## What you are asked to do
Return, word for word, the line that contains "return Err(StoragePathsError::AppDirectoryMissing);" and every line after it through the end of the records.

## Recorded information
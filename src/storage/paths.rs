/*!
 * 存储路径管理模块
 *
 * 提供统一的路径管理功能，包括应用目录和数据目录
 * 支持跨平台路径处理和路径验证
 */

use crate::storage::error::{StoragePathsError, StoragePathsResult};
use std::fs;
use std::path::PathBuf;

/// 存储路径管理器
#[derive(Debug, Clone)]
pub struct StoragePaths {
    /// 应用根目录
    pub app_dir: PathBuf,
    /// 数据目录
    pub data_dir: PathBuf,
}

impl StoragePaths {
    /// 创建新的路径管理器
    pub fn new(app_dir: PathBuf) -> StoragePathsResult<Self> {
        let data_dir = app_dir.join(super::DATA_DIR_NAME);

        let paths = Self { app_dir, data_dir };

        // 验证路径
        paths.validate()?;

        Ok(paths)
    }

    /// 获取数据库文件路径
    pub fn database_file(&self) -> PathBuf {
        self.data_dir.join(super::DATABASE_FILE_NAME)
    }

    /// 确保所有目录存在
    pub fn ensure_directories(&self) -> StoragePathsResult<()> {
        let directories = [&self.app_dir, &self.data_dir];

        for dir in &directories {
            if !dir.exists() {
                fs::create_dir_all(dir)
                    .map_err(|e| StoragePathsError::directory_create(dir.to_path_buf(), e))?;
            }
        }

        Ok(())
    }

    /// 验证路径的有效性
    pub fn validate(&self) -> StoragePathsResult<()> {
        if !self.app_dir.exists() {
            fs::create_dir_all(&self.app_dir)
                .map_err(|e| StoragePathsError::directory_create(self.app_dir.clone(), e))?;
        }

        if let Err(e) = fs::metadata(&self.app_dir) {
            return Err(StoragePathsError::directory_access(self.app_dir.clone(), e));
        }

        Ok(())
    }
}

/// 存储路径构建器
pub struct StoragePathsBuilder {
    app_dir: Option<PathBuf>,
    custom_data_dir: Option<PathBuf>,
}

impl StoragePathsBuilder {
    pub fn new() -> Self {
        Self {
            app_dir: None,
            custom_data_dir: None,
        }
    }

    pub fn app_dir(mut self, dir: PathBuf) -> Self {
        self.app_dir = Some(dir);
        self
    }

    pub fn data_dir(mut self, dir: PathBuf) -> Self {
        self.custom_data_dir = Some(dir);
        self
    }

    pub fn build(self) -> StoragePathsResult<StoragePaths> {
        let Some(app_dir) = self.app_dir else {
            return Err(StoragePathsError::AppDirectoryMissing);
        };

        let data_dir = self
            .custom_data_dir
            .unwrap_or_else(|| app_dir.join(super::DATA_DIR_NAME));

        let paths = StoragePaths { app_dir, data_dir };

        paths.validate()?;
        Ok(paths)
    }
}

impl Default for StoragePathsBuilder {
    fn default() -> Self {
        Self::new()
    }
}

## Your response
            return Err(StoragePathsError::AppDirectoryMissing);
        };

        let data_dir = self
            .custom_data_dir
            .unwrap_or_else(|| app_dir.join(super::DATA_DIR_NAME));

        let paths = StoragePaths { app_dir, data_dir };

        paths.validate()?;
        Ok(paths)
    }
}

impl Default for StoragePathsBuilder {
    fn default() -> Self {
        Self::new()
    }
}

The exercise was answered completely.